Another study, this one not restricted by age, by Correia et al used county-level data from 545 counties from 2000 to 2007. They don’t specifically try to fit a functional form for the dose response, but they report that the benefit of reduced PM2.5 was the same no matter what the starting level of PM2.5 was, suggesting both a linear dose response and the lack of a lower bound below which there is no benefit. In total, they found a gain of 0.35 years of life for a reduction of PM 2.5 by 10 μg/m3. The benefits gets closer to 1 year in urban areas for several definitions of urban. They have two guesses for why: 1) the composition of PM2.5 is different and more harmful in urban areas, and/or 2) the PM2.5 measurements in urban areas could more accurately reflect the actual exposure of the people who live there. In suburban or rural areas most people live miles away from where the PM2.5 measurements were taken and actual exposure may have lower correlation with the measured exposure than in urban areas.
Indoor PM2.5 is highly correlated with outdoor PM2.5
Whether you keep your windows open or closed, the levels of PM2.5 in your house are highly correlated with those in the air immediately outside your house. People in developed countries spend more than 90% of our time indoors, so the indoor air quality is really what we should care about and is what we can personally control with HEPA filters (link, meta-study).
HEPA filters help
Although there are no long-term prospective trials of HEPA filters and all-cause mortality, a small, short-term randomized controlled trial in Canada (link) found that HEPA filters did in fact reduce PM2.5 indoors by 6.6 μg/m3 and caused some improvements in blood tests that could be predictive of long-term cardiovascular health. They also cite a study that found a reduction by 7.9 μg/m3.

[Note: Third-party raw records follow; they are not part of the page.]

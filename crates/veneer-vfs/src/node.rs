//! Filesystem node types.

use std::collections::BTreeMap;
use std::rc::Rc;

/// Child entries of a directory, sorted by name.
pub type Children = BTreeMap<String, Rc<FsNode>>;

/// Discriminant of an [`FsNode`], for callers that only need the kind.
#[derive(Debug, Clone, Copy, PartialEq, Eq)]
pub enum NodeKind {
    Directory,
    File,
    Executable,
}

/// A node in the virtual tree.
#[derive(Debug, Clone, PartialEq, Eq)]
pub enum FsNode {
    Directory {
        children: Children,
        hidden: bool,
    },
    File {
        content: String,
        hidden: bool,
    },
    /// A runnable node. `content` is the banner shown by `cat` and
    /// `--help`; `entry` names the program the shell runs for `./name`.
    Executable {
        content: String,
        hidden: bool,
        entry: String,
    },
}

impl FsNode {
    /// An empty, visible directory.
    pub fn dir() -> Self {
        Self::Directory {
            children: Children::new(),
            hidden: false,
        }
    }

    /// A visible directory holding the given children.
    pub fn directory<I, S>(entries: I) -> Self
    where
        I: IntoIterator<Item = (S, FsNode)>,
        S: Into<String>,
    {
        Self::Directory {
            children: entries
                .into_iter()
                .map(|(name, node)| (name.into(), Rc::new(node)))
                .collect(),
            hidden: false,
        }
    }

    /// A visible text file.
    pub fn file(content: impl Into<String>) -> Self {
        Self::File {
            content: content.into(),
            hidden: false,
        }
    }

    /// A visible executable bound to the program `entry`.
    pub fn executable(entry: impl Into<String>, content: impl Into<String>) -> Self {
        Self::Executable {
            content: content.into(),
            hidden: false,
            entry: entry.into(),
        }
    }

    /// Mark this node hidden (only listed by `ls -a`).
    pub fn hidden(mut self) -> Self {
        match &mut self {
            Self::Directory { hidden, .. }
            | Self::File { hidden, .. }
            | Self::Executable { hidden, .. } => *hidden = true,
        }
        self
    }

    pub fn kind(&self) -> NodeKind {
        match self {
            Self::Directory { .. } => NodeKind::Directory,
            Self::File { .. } => NodeKind::File,
            Self::Executable { .. } => NodeKind::Executable,
        }
    }

    pub fn is_dir(&self) -> bool {
        matches!(self, Self::Directory { .. })
    }

    pub fn is_hidden(&self) -> bool {
        match self {
            Self::Directory { hidden, .. }
            | Self::File { hidden, .. }
            | Self::Executable { hidden, .. } => *hidden,
        }
    }

    /// Children of a directory, `None` for files and executables.
    pub fn children(&self) -> Option<&Children> {
        match self {
            Self::Directory { children, .. } => Some(children),
            Self::File { .. } | Self::Executable { .. } => None,
        }
    }

    /// Text content of a file or the banner of an executable.
    pub fn content(&self) -> Option<&str> {
        match self {
            Self::File { content, .. } | Self::Executable { content, .. } => Some(content),
            Self::Directory { .. } => None,
        }
    }

    /// Listing suffix: `/` for directories, `*` for executables.
    pub fn suffix(&self) -> &'static str {
        match self {
            Self::Directory { .. } => "/",
            Self::Executable { .. } => "*",
            Self::File { .. } => "",
        }
    }
}
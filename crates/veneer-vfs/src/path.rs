//! Path resolution for the single `~`-rooted tree.

/// Name of the root directory.
pub const ROOT: &str = "~";

/// Resolve a user-typed path against `cwd` into a canonical path.
///
/// `~` and `/` both name the root. A leading `~/` or `/` starts the walk at
/// the root, anything else starts at `cwd`. `..` never climbs above `~`.
/// The result is a `/`-joined list of segments starting with `~`, with no
/// `.`, `..`, or empty segments left.
pub fn resolve_path(path: &str, cwd: &str) -> String {
    let trimmed = path.trim_end_matches('/');
    if trimmed == ROOT || (trimmed.is_empty() && path.starts_with('/')) {
        return ROOT.to_string();
    }

    let (mut parts, rest): (Vec<&str>, &str) = if let Some(rest) = trimmed.strip_prefix("~/") {
        (vec![ROOT], rest)
    } else if let Some(rest) = trimmed.strip_prefix('/') {
        (vec![ROOT], rest)
    } else {
        let mut base: Vec<&str> = cwd.split('/').filter(|s| !s.is_empty()).collect();
        if base.first() != Some(&ROOT) {
            base.insert(0, ROOT);
        }
        (base, trimmed)
    };

    for segment in rest.split('/') {
        match segment {
            "" | "." => {},
            ".." => {
                if parts.len() > 1 {
                    parts.pop();
                }
            },
            other => parts.push(other),
        }
    }

    parts.join("/")
}

/// Join a canonical directory path and a child name.
pub fn join_path(parent: &str, name: &str) -> String {
    format!("{}/{name}", parent.trim_end_matches('/'))
}

/// Whether canonical `path` is `ancestor` itself or lies beneath it.
pub fn is_within(path: &str, ancestor: &str) -> bool {
    path == ancestor
        || path
            .strip_prefix(ancestor)
            .is_some_and(|rest| rest.starts_with('/'))
}
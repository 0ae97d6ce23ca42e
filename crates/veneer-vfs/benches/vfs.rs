use criterion::{Criterion, black_box, criterion_group, criterion_main};
use veneer_vfs::{FsNode, VirtualFs, resolve_path};

/// A tree `depth` directories deep with `fanout` files at each level.
fn build_tree(depth: usize, fanout: usize) -> VirtualFs {
    let mut fs = VirtualFs::new();
    let mut parent = "~".to_string();
    for level in 0..depth {
        let name = format!("d{level}");
        fs.mount(&parent, &name, FsNode::dir()).unwrap();
        parent = format!("{parent}/{name}");
        for i in 0..fanout {
            fs.mount(&parent, &format!("f{i}.txt"), FsNode::file("content"))
                .unwrap();
        }
    }
    fs
}

fn bench_lookup(c: &mut Criterion) {
    let fs = build_tree(8, 16);
    c.bench_function("vfs_lookup_deep", |b| {
        b.iter(|| fs.lookup(black_box("~/d0/d1/d2/d3/d4/d5/d6/d7/f15.txt")))
    });
}

fn bench_mount(c: &mut Criterion) {
    let fs = build_tree(8, 16);
    c.bench_function("vfs_mount_deep", |b| {
        b.iter(|| {
            let mut fs = fs.clone();
            fs.mount("~/d0/d1/d2/d3/d4/d5/d6/d7", "new", FsNode::file("x"))
                .unwrap();
            fs
        })
    });
}

fn bench_resolve(c: &mut Criterion) {
    c.bench_function("resolve_path_mixed", |b| {
        b.iter(|| resolve_path(black_box("../x/./y/../z/"), black_box("~/a/b/c")))
    });
}

criterion_group!(benches, bench_lookup, bench_mount, bench_resolve);
criterion_main!(benches);
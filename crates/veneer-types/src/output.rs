//! Output lines produced by the shell for the surrounding UI.

use serde::Serialize;

/// How a line should be rendered.
#[derive(Debug, Clone, Copy, PartialEq, Eq, Serialize)]
#[serde(rename_all = "kebab-case")]
pub enum OutputKind {
    /// Regular command output.
    System,
    /// A failure report.
    Error,
    /// The echoed command line, prefixed with `<cwd> $ `.
    CommandEcho,
    /// The echoed answer to a pending prompt (masked in password mode).
    InputEcho,
}

/// A single rendered line.
#[derive(Debug, Clone, PartialEq, Eq, Serialize)]
pub struct OutputLine {
    pub kind: OutputKind,
    pub text: String,
}

impl OutputLine {
    pub fn new(kind: OutputKind, text: impl Into<String>) -> Self {
        Self {
            kind,
            text: text.into(),
        }
    }

    pub fn system(text: impl Into<String>) -> Self {
        Self::new(OutputKind::System, text)
    }

    pub fn error(text: impl Into<String>) -> Self {
        Self::new(OutputKind::Error, text)
    }

    pub fn command_echo(text: impl Into<String>) -> Self {
        Self::new(OutputKind::CommandEcho, text)
    }

    pub fn input_echo(text: impl Into<String>) -> Self {
        Self::new(OutputKind::InputEcho, text)
    }
}

/// Ordered lines produced by one submission.
#[derive(Debug, Clone, Default, PartialEq, Eq, Serialize)]
#[serde(transparent)]
pub struct OutputBatch(Vec<OutputLine>);

impl OutputBatch {
    /// Create an empty batch.
    pub fn new() -> Self {
        Self(Vec::new())
    }

    /// A batch holding a single system line.
    pub fn line(text: impl Into<String>) -> Self {
        Self(vec![OutputLine::system(text)])
    }

    /// A batch holding a single error line.
    pub fn error(text: impl Into<String>) -> Self {
        Self(vec![OutputLine::error(text)])
    }

    /// Split multi-line text into one system line per `\n`-separated segment.
    ///
    /// The line structure of `text` is preserved as-is; nothing is re-wrapped.
    pub fn from_text(text: &str) -> Self {
        Self(text.split('\n').map(OutputLine::system).collect())
    }

    pub fn push(&mut self, line: OutputLine) {
        self.0.push(line);
    }

    pub fn push_system(&mut self, text: impl Into<String>) {
        self.0.push(OutputLine::system(text));
    }

    pub fn push_error(&mut self, text: impl Into<String>) {
        self.0.push(OutputLine::error(text));
    }

    /// Append every line of `other`, keeping its order.
    pub fn append(&mut self, other: OutputBatch) {
        self.0.extend(other.0);
    }

    pub fn lines(&self) -> &[OutputLine] {
        &self.0
    }

    pub fn len(&self) -> usize {
        self.0.len()
    }

    pub fn is_empty(&self) -> bool {
        self.0.is_empty()
    }

    pub fn iter(&self) -> std::slice::Iter<'_, OutputLine> {
        self.0.iter()
    }

    /// Lines of the given kind, as text.
    pub fn texts_of(&self, kind: OutputKind) -> Vec<&str> {
        self.0
            .iter()
            .filter(|l| l.kind == kind)
            .map(|l| l.text.as_str())
            .collect()
    }

    /// Whether any line is an error.
    pub fn has_error(&self) -> bool {
        self.0.iter().any(|l| l.kind == OutputKind::Error)
    }
}

impl From<Vec<OutputLine>> for OutputBatch {
    fn from(lines: Vec<OutputLine>) -> Self {
        Self(lines)
    }
}

impl FromIterator<OutputLine> for OutputBatch {
    fn from_iter<I: IntoIterator<Item = OutputLine>>(iter: I) -> Self {
        Self(iter.into_iter().collect())
    }
}

impl IntoIterator for OutputBatch {
    type Item = OutputLine;
    type IntoIter = std::vec::IntoIter<OutputLine>;

    fn into_iter(self) -> Self::IntoIter {
        self.0.into_iter()
    }
}

impl<'a> IntoIterator for &'a OutputBatch {
    type Item = &'a OutputLine;
    type IntoIter = std::slice::Iter<'a, OutputLine>;

    fn into_iter(self) -> Self::IntoIter {
        self.0.iter()
    }
}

A review of data through 2013 by William Fisk at the Lawrence Berkeley National Laboratory (here) supports the finding that HEPA filters do generally reduce the indoor PM2.5 level by more than a factor of 2. However, the benefit we humans experience may be smaller because it’s our own actions that often result in higher PM2.5 levels in our houses. He goes on to cite a number of short-term RCT’s with mixed results and laments that very large studies would be needed to determine a benefit for mortality.
Four papers cited by Fisk have modeled the health benefits of HEPA filters by pairing the known PM2.5 reduction of HEPA filters with the known health consequences of outdoor PM2.5. These studies all find that encouraging the use of HEPA filters is a very cost-effective public health intervention.
Masks help outside
If you’re outdoors, I’m sorry to say I’ve never found a reasonable looking HEPA filter for nostrils. However, N95 masks are very effective and cloth masks are somewhat effective, though inconsistent, at reducing your PM2.5 exposure (study).
I live in an urban area, so it seems that a HEPA filter reducing my PM2.5 exposure by ~5-10 μg/m3 could make me live about ~0.25 years longer. Supposing I live 50 more years and I spend $100 on HEPA filters every 5 years, I’ve bought extra life at the cost of $4,000 per year. Although the evidence for sunscreen is much stronger, my estimated cost effectiveness is about an order-of-magnitude better than sunscreen.